> [WHAT YOU WILL DO] Of the lines in the data below, write out exactly those from the one holding "call notifies subscribers." through the one holding "self.applied.send_replace(initial);", both included.

(SUPPLIED DATA Opens)

//! Keeps the dashboard palette in step with the host's light/dark preference.
//!
//! A [`PreferenceSource`] publishes the host preference through a `watch`
//! channel (`None` when the host cannot tell). [`ThemeSynchronizer`] turns
//! that into the applied [`ColorMode`], which the UI observes. Attaching
//! returns a [`ThemeSubscription`]; cancelling or dropping it stops updates.

use std::sync::Arc;
use std::time::Duration;

use dark_light::{Mode as OsThemeMode, detect as detect_os_theme};
use learnify_core::model::ColorMode;
use tokio::sync::watch;
use tokio::task::JoinHandle;

/// Default delay between two OS preference probes.
pub const DEFAULT_POLL_INTERVAL: Duration = Duration::from_secs(2);

pub trait PreferenceSource: Send + Sync {
    /// Receiver of the current host preference and its later changes.
    fn watch(&self) -> watch::Receiver<Option<ColorMode>>;
}

//
// ─── SOURCES ───────────────────────────────────────────────────────────────────
//

/// Polls the operating system for its color scheme.
pub struct SystemPreference {
    tx: Arc<watch::Sender<Option<ColorMode>>>,
    task: JoinHandle<()>,
}

impl SystemPreference {
    /// Probe the OS once, then keep probing every `interval` on the current
    /// tokio runtime. Only actual changes are published.
    #[must_use]
    pub fn spawn(interval: Duration) -> Self {
        let (tx, _rx) = watch::channel(Some(detect_mode()));
        let tx = Arc::new(tx);
        let publisher = Arc::clone(&tx);
        let task = tokio::spawn(async move {
            let mut ticker = tokio::time::interval(interval);
            ticker.set_missed_tick_behavior(tokio::time::MissedTickBehavior::Delay);
            loop {
                ticker.tick().await;
                let Ok(mode) = tokio::task::spawn_blocking(detect_mode).await else {
                    tracing::warn!("color scheme probe panicked");
                    continue;
                };
                publisher.send_if_modified(|current| {
                    if *current == Some(mode) {
                        return false;
                    }
                    *current = Some(mode);
                    true
                });
            }
        });
        Self { tx, task }
    }
}

impl PreferenceSource for SystemPreference {
    fn watch(&self) -> watch::Receiver<Option<ColorMode>> {
        self.tx.subscribe()
    }
}

impl Drop for SystemPreference {
    fn drop(&mut self) {
        self.task.abort();
    }
}

fn detect_mode() -> ColorMode {
    match detect_os_theme() {
        OsThemeMode::Dark => ColorMode::Dark,
        OsThemeMode::Light => ColorMode::Light,
    }
}

/// A preference driven by hand: a fixed `--theme` choice, or tests.
pub struct ManualPreference {
    tx: watch::Sender<Option<ColorMode>>,
}

impl ManualPreference {
    #[must_use]
    pub fn new(initial: Option<ColorMode>) -> Self {
        let (tx, _rx) = watch::channel(initial);
        Self { tx }
    }

    /// Publish a new preference. Every call notifies subscribers.
    pub fn set(&self, mode: Option<ColorMode>) {
        self.tx.send_replace(mode);
    }
}

impl PreferenceSource for ManualPreference {
    fn watch(&self) -> watch::Receiver<Option<ColorMode>> {
        self.tx.subscribe()
    }
}

//
// ─── SYNCHRONIZER ──────────────────────────────────────────────────────────────
//

/// Process-wide applied color mode.
#[derive(Clone)]
pub struct ThemeSynchronizer {
    applied: Arc<watch::Sender<ColorMode>>,
}

impl Default for ThemeSynchronizer {
    fn default() -> Self {
        Self::new()
    }
}

impl ThemeSynchronizer {
    #[must_use]
    pub fn new() -> Self {
        let (tx, _rx) = watch::channel(ColorMode::default());
        Self {
            applied: Arc::new(tx),
        }
    }

    #[must_use]
    pub fn current(&self) -> ColorMode {
        *self.applied.borrow()
    }

    /// Receiver notified each time a mode is applied.
    #[must_use]
    pub fn observe(&self) -> watch::Receiver<ColorMode> {
        self.applied.subscribe()
    }

    /// Apply the source's current preference and follow its changes until the
    /// returned subscription is cancelled or dropped.
    ///
    /// Must be called from within a tokio runtime.
    #[must_use]
    pub fn attach(&self, source: &dyn PreferenceSource) -> ThemeSubscription {
        let mut prefs = source.watch();
        let initial = resolve(*prefs.borrow_and_update());
        self.applied.send_replace(initial);
        tracing::debug!(mode = %initial, "applied initial color mode");

        let applied = Arc::clone(&self.applied);
        let task = tokio::spawn(async move {
            while prefs.changed().await.is_ok() {
                let mode = resolve(*prefs.borrow_and_update());
                applied.send_replace(mode);
                tracing::debug!(mode = %mode, "applied color mode change");
            }
        });
        ThemeSubscription { task: Some(task) }
    }
}

fn resolve(preference: Option<ColorMode>) -> ColorMode {
    preference.unwrap_or_default()
}

/// Handle to a running preference subscription.
#[derive(Debug)]
pub struct ThemeSubscription {
    task: Option<JoinHandle<()>>,
}

impl ThemeSubscription {
    #[must_use]
    pub fn is_active(&self) -> bool {
        self.task.as_ref().is_some_and(|task| !task.is_finished())
    }

    /// Stop following preference changes. The applied mode is left as is.
    pub fn cancel(&mut self) {
        if let Some(task) = self.task.take() {
            task.abort();
        }
    }
}

impl Drop for ThemeSubscription {
    fn drop(&mut self) {
        self.cancel();
    }
}

#[cfg(test)]
mod tests {
    use super::*;

    const WAIT: Duration = Duration::from_secs(1);

    #[tokio::test]
    async fn attach_applies_initial_preference() {
        let source = ManualPreference::new(Some(ColorMode::Dark));
        let sync = ThemeSynchronizer::new();
        assert_eq!(sync.current(), ColorMode::Light);

        let subscription = sync.attach(&source);
        assert!(subscription.is_active());
        assert_eq!(sync.current(), ColorMode::Dark);
    }

    #[tokio::test]
    async fn unavailable_preference_defaults_to_light() {
        let source = ManualPreference::new(None);
        let sync = ThemeSynchronizer::new();
        let _subscription = sync.attach(&source);
        assert_eq!(sync.current(), ColorMode::Light);
    }

    #[tokio::test]
    async fn each_notification_applies_once() {
        let source = ManualPreference::new(Some(ColorMode::Light));
        let sync = ThemeSynchronizer::new();
        let mut observed = sync.observe();
        let _subscription = sync.attach(&source);
        observed.borrow_and_update();

        source.set(Some(ColorMode::Dark));
        tokio::time::timeout(WAIT, observed.changed())
            .await
            .expect("notified")
            .expect("sender alive");
        assert_eq!(*observed.borrow_and_update(), ColorMode::Dark);

        let extra = tokio::time::timeout(Duration::from_millis(50), observed.changed()).await;
        assert!(extra.is_err(), "mode applied more than once");

        source.set(Some(ColorMode::Light));
        tokio::time::timeout(WAIT, observed.changed())
            .await
            .expect("notified")
            .expect("sender alive");
        assert_eq!(*observed.borrow_and_update(), ColorMode::Light);
    }

    #[tokio::test]
    async fn cancel_stops_updates() {
        let source = ManualPreference::new(Some(ColorMode::Light));
        let sync = ThemeSynchronizer::new();
        let mut observed = sync.observe();
        let mut subscription = sync.attach(&source);
        observed.borrow_and_update();

        source.set(Some(ColorMode::Dark));
        tokio::time::timeout(WAIT, observed.changed())
            .await
            .expect("notified")
            .expect("sender alive");

        subscription.cancel();
        assert!(!subscription.is_active());
        source.set(Some(ColorMode::Light));
        tokio::time::sleep(Duration::from_millis(20)).await;
        assert_eq!(sync.current(), ColorMode::Dark);
    }

    #[tokio::test]
    async fn dropping_subscription_unsubscribes() {
        let source = ManualPreference::new(Some(ColorMode::Light));
        let sync = ThemeSynchronizer::new();
        drop(sync.attach(&source));

        source.set(Some(ColorMode::Dark));
        tokio::time::sleep(Duration::from_millis(20)).await;
        assert_eq!(sync.current(), ColorMode::Light);
    }
}
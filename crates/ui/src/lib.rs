pub mod app;
pub mod context;
pub mod icons;
pub mod theme;
pub mod vm;
pub mod views;

pub use app::{App, ThemedShell};
pub use context::{AppContext, UiApp, build_app_context};
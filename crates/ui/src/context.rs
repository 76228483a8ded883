use std::sync::Arc;

use services::{DashboardService, FactService, PreferenceSource, ThemeSynchronizer};

pub trait UiApp: Send + Sync {
    fn dashboard(&self) -> Arc<DashboardService>;
    fn facts(&self) -> Arc<FactService>;
    fn theme(&self) -> ThemeSynchronizer;
    fn preference(&self) -> Arc<dyn PreferenceSource>;
}

#[derive(Clone)]
pub struct AppContext {
    dashboard: Arc<DashboardService>,
    facts: Arc<FactService>,
    theme: ThemeSynchronizer,
    preference: Arc<dyn PreferenceSource>,
}

impl AppContext {
    #[must_use]
    pub fn new(app: &Arc<dyn UiApp>) -> Self {
        Self {
            dashboard: app.dashboard(),
            facts: app.facts(),
            theme: app.theme(),
            preference: app.preference(),
        }
    }

    #[must_use]
    pub fn dashboard(&self) -> Arc<DashboardService> {
        Arc::clone(&self.dashboard)
    }

    #[must_use]
    pub fn facts(&self) -> Arc<FactService> {
        Arc::clone(&self.facts)
    }

    #[must_use]
    pub fn theme(&self) -> ThemeSynchronizer {
        self.theme.clone()
    }

    #[must_use]
    pub fn preference(&self) -> Arc<dyn PreferenceSource> {
        Arc::clone(&self.preference)
    }
}

// This context is provided by the application composition root (e.g. `crates/app`).

/// Build an `AppContext` from a UI-facing app implementation.
#[must_use]
pub fn build_app_context(app: &Arc<dyn UiApp>) -> AppContext {
    AppContext::new(app)
}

(SUPPLIED DATA Closes)

> [ANSWER SECTION]
    /// Publish a new preference. Every call notifies subscribers.
    pub fn set(&self, mode: Option<ColorMode>) {
        self.tx.send_replace(mode);
    }
}

impl PreferenceSource for ManualPreference {
    fn watch(&self) -> watch::Receiver<Option<ColorMode>> {
        self.tx.subscribe()
    }
}

//
// ─── SYNCHRONIZER ──────────────────────────────────────────────────────────────
//

/// Process-wide applied color mode.
#[derive(Clone)]
pub struct ThemeSynchronizer {
    applied: Arc<watch::Sender<ColorMode>>,
}

impl Default for ThemeSynchronizer {
    fn default() -> Self {
        Self::new()
    }
}

impl ThemeSynchronizer {
    #[must_use]
    pub fn new() -> Self {
        let (tx, _rx) = watch::channel(ColorMode::default());
        Self {
            applied: Arc::new(tx),
        }
    }

    #[must_use]
    pub fn current(&self) -> ColorMode {
        *self.applied.borrow()
    }

    /// Receiver notified each time a mode is applied.
    #[must_use]
    pub fn observe(&self) -> watch::Receiver<ColorMode> {
        self.applied.subscribe()
    }

    /// Apply the source's current preference and follow its changes until the
    /// returned subscription is cancelled or dropped.
    ///
    /// Must be called from within a tokio runtime.
    #[must_use]
    pub fn attach(&self, source: &dyn PreferenceSource) -> ThemeSubscription {
        let mut prefs = source.watch();
        let initial = resolve(*prefs.borrow_and_update());
        self.applied.send_replace(initial);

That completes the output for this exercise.